SimpleFIN Bridge – Securely provide your bank transaction data to apps - iffycan
https://bridge.simplefin.org
======
tptacek
1\. What are you actually doing to secure this? Are you encrypting persistent
data? What data do you retain and for how long?

2\. Who's in charge of your application security? Do you have a full-time
security person on staff? Can we see who they are?

3\. Have you retained a security consultancy to review your code? Are you
doing it on a regular basis, or as a one-shot thing?

4\. Do you have a security page somewhere we can see? What's your policy with
regards to outsiders/strangers testing your application for vulnerabilities?
Have you provided permission to do that?

5\. What stack are you running on? A PHP site would be more worrisome than a
Rails site, which is in turn more worrisome than a microframework Java site or
Scala site.

6\. If you were compromised tomorrow, how quickly would you be able to
ascertain exactly which users had their data compromised?

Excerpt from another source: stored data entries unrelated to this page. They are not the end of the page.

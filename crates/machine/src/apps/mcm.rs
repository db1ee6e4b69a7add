//! Native-coin application (instance id 0).
//!
//! Keeps one balance per account inside the account's MCM sub-record:
//! `instance_id(4) ‖ data_len(8) ‖ balance(8)`. Gas for every call in the
//! machine is priced in this coin, so the runtime also goes through the
//! helpers here for its reserve bookkeeping.

use mam_codec::{ByteReader, CodecError, account_array_to_bytes, find_app_record, parse_array};
use mam_common::{Address, InstanceId};
use mam_common::constants::{DATA_LEN_LENGTH, INSTANCE_ID_LENGTH};

use crate::apps::set_app_record;
use crate::constants::{BALANCE_LENGTH, MAX_MEMO_LENGTH, MCM_APP_ID, MIN_TAG_FUNDING};
use crate::context::ExecutionContext;
use crate::errors::VmError;

/// Byte offset of the balance inside an MCM sub-record.
const BALANCE_OFFSET: usize = INSTANCE_ID_LENGTH + DATA_LEN_LENGTH;

#[derive(Debug, Clone)]
pub struct Mcm {
    instance_id: InstanceId,
    instance_address: Address,
}

impl Mcm {
    /// MCM keeps no application storage of its own; only per-account
    /// sub-records. The cap is therefore never reached.
    pub const MAX_STORAGE: usize = 0;

    pub fn new(instance_id: InstanceId, instance_address: Address) -> Self {
        Self {
            instance_id,
            instance_address,
        }
    }

    pub fn instance_id(&self) -> InstanceId {
        self.instance_id
    }

    pub fn instance_address(&self) -> Address {
        self.instance_address
    }

    pub(crate) fn execute(
        &self,
        caller: Address,
        selector: u8,
        params: &[u8],
        ctx: &mut ExecutionContext<'_>,
    ) -> Result<(), VmError> {
        match selector {
            1 => self.create_tag(caller, params, ctx),
            2 => self.transfer(caller, params, ctx),
            other => Err(VmError::UnknownSelector {
                app: "mcm",
                selector: other,
            }),
        }
    }

    /// `create_tag(new_address(12) ‖ funding(8))`
    ///
    /// Funds a brand new account from the caller's balance. Refuses to
    /// overwrite an address that already holds any storage.
    fn create_tag(
        &self,
        caller: Address,
        params: &[u8],
        ctx: &mut ExecutionContext<'_>,
    ) -> Result<(), VmError> {
        ctx.op(3)?;
        let mut reader = ByteReader::new(params);
        let new_address = reader.read_address("new address")?;
        ctx.op(5)?;
        let funding = reader.read_u64("funding")?;
        ctx.op(3)?;
        if funding < MIN_TAG_FUNDING {
            return Err(VmError::FundingTooLow(funding));
        }

        // Debit the funding from the caller.
        let caller_storage = ctx.read_account_storage(&caller)?;
        let mut records = parse_array(&caller_storage)?;
        let (index, record) = find_app_record(MCM_APP_ID, &records)
            .map(|(index, record)| (Some(index), record.to_vec()))
            .unwrap_or((None, Vec::new()));
        let balance = Self::balance(&record, ctx)?;
        ctx.op(2)?;
        if balance < funding {
            return Err(VmError::InsufficientBalance {
                have: balance,
                need: funding,
            });
        }
        let debited = Self::subtract_from_balance(&record, funding, ctx)?;
        set_app_record(&mut records, index, debited);
        ctx.write_account_storage(&caller, account_array_to_bytes(&records)?)?;

        let new_storage = ctx.read_account_storage(&new_address)?;
        ctx.op(3)?;
        if !new_storage.is_empty() {
            return Err(VmError::AddressExists(new_address));
        }

        ctx.op(4)?;
        let record = Self::encode_record(self.instance_id, funding);
        ctx.write_account_storage(&new_address, account_array_to_bytes(&[record])?)?;
        Ok(())
    }

    /// `transfer(array of (amount(8) ‖ destination(12) ‖ memo_len(8) ‖ memo))`
    ///
    /// Credits every destination, then debits the caller by the sum of the
    /// per-transfer amounts. Destinations must already exist.
    fn transfer(
        &self,
        caller: Address,
        params: &[u8],
        ctx: &mut ExecutionContext<'_>,
    ) -> Result<(), VmError> {
        ctx.op(3)?;
        let transfers = parse_array(params)?;
        let mut total: u64 = 0;
        for transfer in &transfers {
            let mut reader = ByteReader::new(transfer);
            let amount = reader.read_u64("transfer amount")?;
            let destination = reader.read_address("transfer destination")?;
            let memo_len = reader.read_u64("memo length")?;
            let memo_len = usize::try_from(memo_len).map_err(|_| VmError::Overflow)?;
            if memo_len > MAX_MEMO_LENGTH {
                return Err(VmError::MemoTooLong(memo_len));
            }
            // The memo rides along in the transaction; it is validated but
            // not stored.
            reader.take(memo_len, "memo")?;

            let destination_storage = ctx.read_account_storage(&destination)?;
            if destination_storage.is_empty() {
                return Err(VmError::DestinationNotFound(destination));
            }
            let mut records = parse_array(&destination_storage)?;
            let (index, record) = find_app_record(MCM_APP_ID, &records)
                .map(|(index, record)| (Some(index), record.to_vec()))
                .unwrap_or((None, Self::encode_record(MCM_APP_ID, 0)));
            let credited = Self::add_to_balance(&record, amount, ctx)?;
            set_app_record(&mut records, index, credited);
            ctx.write_account_storage(&destination, account_array_to_bytes(&records)?)?;

            total = total.checked_add(amount).ok_or(VmError::Overflow)?;
        }

        // Debit the accumulated total from the caller.
        let caller_storage = ctx.read_account_storage(&caller)?;
        let mut records = parse_array(&caller_storage)?;
        match find_app_record(MCM_APP_ID, &records) {
            Some((index, record)) => {
                let record = record.to_vec();
                let balance = Self::balance(&record, ctx)?;
                ctx.op(2)?;
                if balance < total {
                    return Err(VmError::InsufficientBalance {
                        have: balance,
                        need: total,
                    });
                }
                let debited = Self::subtract_from_balance(&record, total, ctx)?;
                records[index] = debited;
                ctx.write_account_storage(&caller, account_array_to_bytes(&records)?)?;
            }
            None if total == 0 => {}
            None => {
                return Err(VmError::InsufficientBalance {
                    have: 0,
                    need: total,
                });
            }
        }
        Ok(())
    }

    // ── Sub-record helpers ────────────────────────────────────────

    /// Encode a fresh MCM sub-record carrying `balance`.
    pub fn encode_record(instance_id: InstanceId, balance: u64) -> Vec<u8> {
        let mut record = Vec::with_capacity(BALANCE_OFFSET + BALANCE_LENGTH);
        record.extend_from_slice(&instance_id.to_be_bytes());
        record.extend_from_slice(&8u64.to_be_bytes());
        record.extend_from_slice(&balance.to_be_bytes());
        record
    }

    /// Balance carried by a sub-record; an absent or truncated record reads
    /// as zero.
    pub fn balance(record: &[u8], ctx: &mut ExecutionContext<'_>) -> Result<u64, VmError> {
        ctx.op(7)?;
        Ok(Self::raw_balance(record))
    }

    pub(crate) fn raw_balance(record: &[u8]) -> u64 {
        record
            .get(BALANCE_OFFSET..BALANCE_OFFSET + BALANCE_LENGTH)
            .and_then(|bytes| <[u8; BALANCE_LENGTH]>::try_from(bytes).ok())
            .map(u64::from_be_bytes)
            .unwrap_or(0)
    }

    /// Copy of `record` with its balance replaced.
    pub(crate) fn with_balance(record: &[u8], balance: u64) -> Result<Vec<u8>, VmError> {
        if record.len() < BALANCE_OFFSET + BALANCE_LENGTH {
            return Err(CodecError::UnexpectedEof("native balance").into());
        }
        let mut copy = record.to_vec();
        copy[BALANCE_OFFSET..BALANCE_OFFSET + BALANCE_LENGTH]
            .copy_from_slice(&balance.to_be_bytes());
        Ok(copy)
    }

    pub fn add_to_balance(
        record: &[u8],
        amount: u64,
        ctx: &mut ExecutionContext<'_>,
    ) -> Result<Vec<u8>, VmError> {
        ctx.op(4)?;
        let balance = Self::raw_balance(record)
            .checked_add(amount)
            .ok_or(VmError::Overflow)?;
        ctx.op(6)?;
        Self::with_balance(record, balance)
    }

    pub fn subtract_from_balance(
        record: &[u8],
        amount: u64,
        ctx: &mut ExecutionContext<'_>,
    ) -> Result<Vec<u8>, VmError> {
        ctx.op(4)?;
        let balance = Self::raw_balance(record);
        let remaining = balance.checked_sub(amount).ok_or(VmError::InsufficientBalance {
            have: balance,
            need: amount,
        })?;
        ctx.op(6)?;
        Self::with_balance(record, remaining)
    }

    /// Balance held by an account, decoded from its full account storage.
    /// Read-only introspection for external harnesses.
    pub fn balance_of(account_storage: &[u8]) -> u64 {
        parse_array(account_storage)
            .ok()
            .and_then(|records| {
                find_app_record(MCM_APP_ID, &records)
                    .map(|(_, record)| Self::raw_balance(record))
            })
            .unwrap_or(0)
    }
}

7\. What provisions do you have to lock down your system (sacrificing
availability for security) in the event of a confirmed compromise where you
don't know the vector the attacker used?

8\. Do you have administrative applications of any sort? Do admins access your
server by SSH'ing into them? How are administrative channels exposed to the
Internet? How many people are on your staff, and how many of them have any
access to admin functionality?

9\. Are all of your internal applications and system access (VPN, SSH, Github,
&c) two-factor enabled, and all your users audited to ensure they're actually
using two-factor?

10\. Where do you get your email? Is everyone on your team two-factor enabled
for their mail accounts? A sizable chunk of all compromised go [random
app]->[employee email]->[password reset]->[whole system].

Hopefully this is helpful; this is the off- the- top- of- my- head list of
questions I'd want to be able to answer if I was doing something that had the
words "secure" and "financial" in its headline.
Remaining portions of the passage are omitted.